Superconductivity of Topological Surface States and Strong Proximity Effect in Sn_{1- x}Pb_xTe-Pb Heterostructures

Superconducting topological crystalline insulators are expected to form a new type of topological superconductors to host Majorana zero modes under the protection of lattice symmetries. The bulk superconductivity of topological crystalline insulators has been induced through chemical doping and proximity effect. However, only conventional full gaps are observed, so the existence of topological superconductivity in topological crystalline insulators is still controversial. Here, we report the successful fabrication of atomically flat lateral and vertical Sn_1-xPb_xTe-Pb heterostructures by molecular beam epitaxy.
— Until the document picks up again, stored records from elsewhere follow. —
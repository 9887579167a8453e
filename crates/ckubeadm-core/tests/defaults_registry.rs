//! The defaults registry is populated once per process, whoever asks first.

use std::thread;

use ckubeadm_core::{
    ensure_defaults_registered, registration_count, ConfigKind, MasterConfiguration,
};

#[test]
fn concurrent_callers_share_one_registration() {
    let handles: Vec<_> = (0..8)
        .map(|_| thread::spawn(|| std::ptr::from_ref(ensure_defaults_registered()) as usize))
        .collect();
    let addresses: Vec<usize> = handles
        .into_iter()
        .map(|handle| handle.join().unwrap())
        .collect();

    assert!(addresses.windows(2).all(|pair| pair[0] == pair[1]));
    assert_eq!(registration_count(), 1);
}

#[test]
fn registry_matches_document_defaults() {
    let registry = ensure_defaults_registered();
    let defaults = MasterConfiguration::default();
    assert_eq!(
        registry.get(ConfigKind::MasterConfiguration, "api.bindPort"),
        Some(defaults.api.bind_port.to_string().as_str())
    );
    assert_eq!(
        registry.get(ConfigKind::MasterConfiguration, "certificatesDir"),
        Some(defaults.certificates_dir.as_str())
    );
    assert!(registry.kinds().eq([
        ConfigKind::MasterConfiguration,
        ConfigKind::NodeConfiguration
    ]));
    assert_eq!(registration_count(), 1);
}
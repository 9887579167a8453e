//! Process setup for the `ckubeadm` binary

use anyhow::Result;

/// Initialize tracing subscriber for logging
///
/// Configures the tracing subscriber with:
/// - Environment filter from `RUST_LOG` (defaults to INFO level)
/// - Stderr output, so command output on stdout stays clean
///
/// # Errors
/// Returns an error if a global subscriber is already installed
pub fn init_tracing() -> Result<()> {
    tracing_subscriber::fmt()
        .with_env_filter(
            tracing_subscriber::EnvFilter::from_default_env()
                .add_directive(tracing::Level::INFO.into()),
        )
        .with_writer(std::io::stderr)
        .with_target(false)
        .try_init()
        .map_err(|e| anyhow::anyhow!("Failed to initialize tracing subscriber: {e}"))
}

#[cfg(test)]
mod tests {
    use super::*;

    #[test]
    fn test_init_tracing_twice_fails_cleanly() {
        // Whichever call loses the race to install the global subscriber
        // reports an error instead of panicking.
        let first = init_tracing();
        let second = init_tracing();
        assert!(first.is_err() || second.is_err());
    }
}
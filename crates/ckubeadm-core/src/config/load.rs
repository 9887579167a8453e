//! Configuration loading from YAML documents
//!
//! A document must carry the expected `apiVersion` and `kind`; every other
//! field may be omitted and is filled from the built-in defaults.

use std::path::Path;

use serde::{de::DeserializeOwned, Serialize};

use super::types::{ConfigKind, MasterConfiguration, NodeConfiguration};
use crate::{constants::API_VERSION, Error, Result};

/// A top-level configuration document with an `apiVersion`/`kind` header.
pub trait ConfigDocument: DeserializeOwned + Serialize + Default {
    const KIND: ConfigKind;
}

impl ConfigDocument for MasterConfiguration {
    const KIND: ConfigKind = ConfigKind::MasterConfiguration;
}

impl ConfigDocument for NodeConfiguration {
    const KIND: ConfigKind = ConfigKind::NodeConfiguration;
}

// ═══════════════════════════════════════════════════════════════════════════
// PUBLIC API
// ═══════════════════════════════════════════════════════════════════════════

/// Read and parse a configuration file.
///
/// # Errors
///
/// Returns error if:
/// - The file cannot be read
/// - The YAML is malformed or contains unknown fields
/// - The header names another kind or API version
pub fn load_config_file<T: ConfigDocument>(path: &Path) -> Result<T> {
    let source = path.display().to_string();
    let contents = std::fs::read_to_string(path).map_err(|e| Error::io(&source, e))?;
    tracing::debug!(path = %source, kind = %T::KIND, "loading configuration file");
    parse_document(&source, &contents)
}

/// Parse a configuration document from a string.
///
/// # Errors
///
/// Returns error if the YAML is malformed or the header is missing or does
/// not match `T`.
pub fn parse_document<T: ConfigDocument>(source_name: &str, contents: &str) -> Result<T> {
    let kind = document_kind(source_name, contents)?;
    if kind != T::KIND {
        return Err(Error::InvalidConfig(format!(
            "{source_name}: expected kind {}, found {kind}",
            T::KIND
        )));
    }
    serde_yaml::from_str(contents).map_err(|e| Error::parse(source_name, e.to_string()))
}

/// Kind named by the header of a raw document.
///
/// Both `apiVersion` and `kind` must be present; defaults never fill them in.
///
/// # Errors
///
/// Returns error if the YAML is malformed, a header key is missing, the
/// API version is unsupported or the kind is unknown.
pub fn document_kind(source_name: &str, contents: &str) -> Result<ConfigKind> {
    let value: serde_yaml::Value =
        serde_yaml::from_str(contents).map_err(|e| Error::parse(source_name, e.to_string()))?;
    let header = |key: &str| {
        value
            .get(key)
            .and_then(serde_yaml::Value::as_str)
            .ok_or_else(|| Error::InvalidConfig(format!("{source_name} has no {key}")))
    };
    let api_version = header("apiVersion")?;
    if api_version != API_VERSION {
        return Err(Error::InvalidConfig(format!(
            "{source_name}: unsupported apiVersion {api_version:?}, expected {API_VERSION:?}"
        )));
    }
    let kind = header("kind")?;
    kind.parse().map_err(|_| {
        Error::InvalidConfig(format!("{source_name} has unknown kind {kind:?}"))
    })
}

/// Render a document as YAML.
///
/// # Errors
///
/// Returns error if serialization fails.
pub fn to_yaml<T: Serialize>(document: &T) -> Result<String> {
    serde_yaml::to_string(document).map_err(|e| Error::parse("<output>", e.to_string()))
}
The superconductivity of the Sn_1-xPb_xTe-Pb heterostructures can be directly investigated by scanning tunneling spectroscopy. Unconventional peak-dip-hump gap features and fourfold symmetric quasiparticle interference patterns taken at the zero energy support the presence of the topological superconductivity in superconducting Sn_1-xPb_xTe. Strong superconducting proximity effect and easy preparation of various constructions between Sn_1-xPb_xTe and Pb make the heterostructures to be a promising candidate for topological superconducting devices to detect and manipulate Majorana zero modes in the future.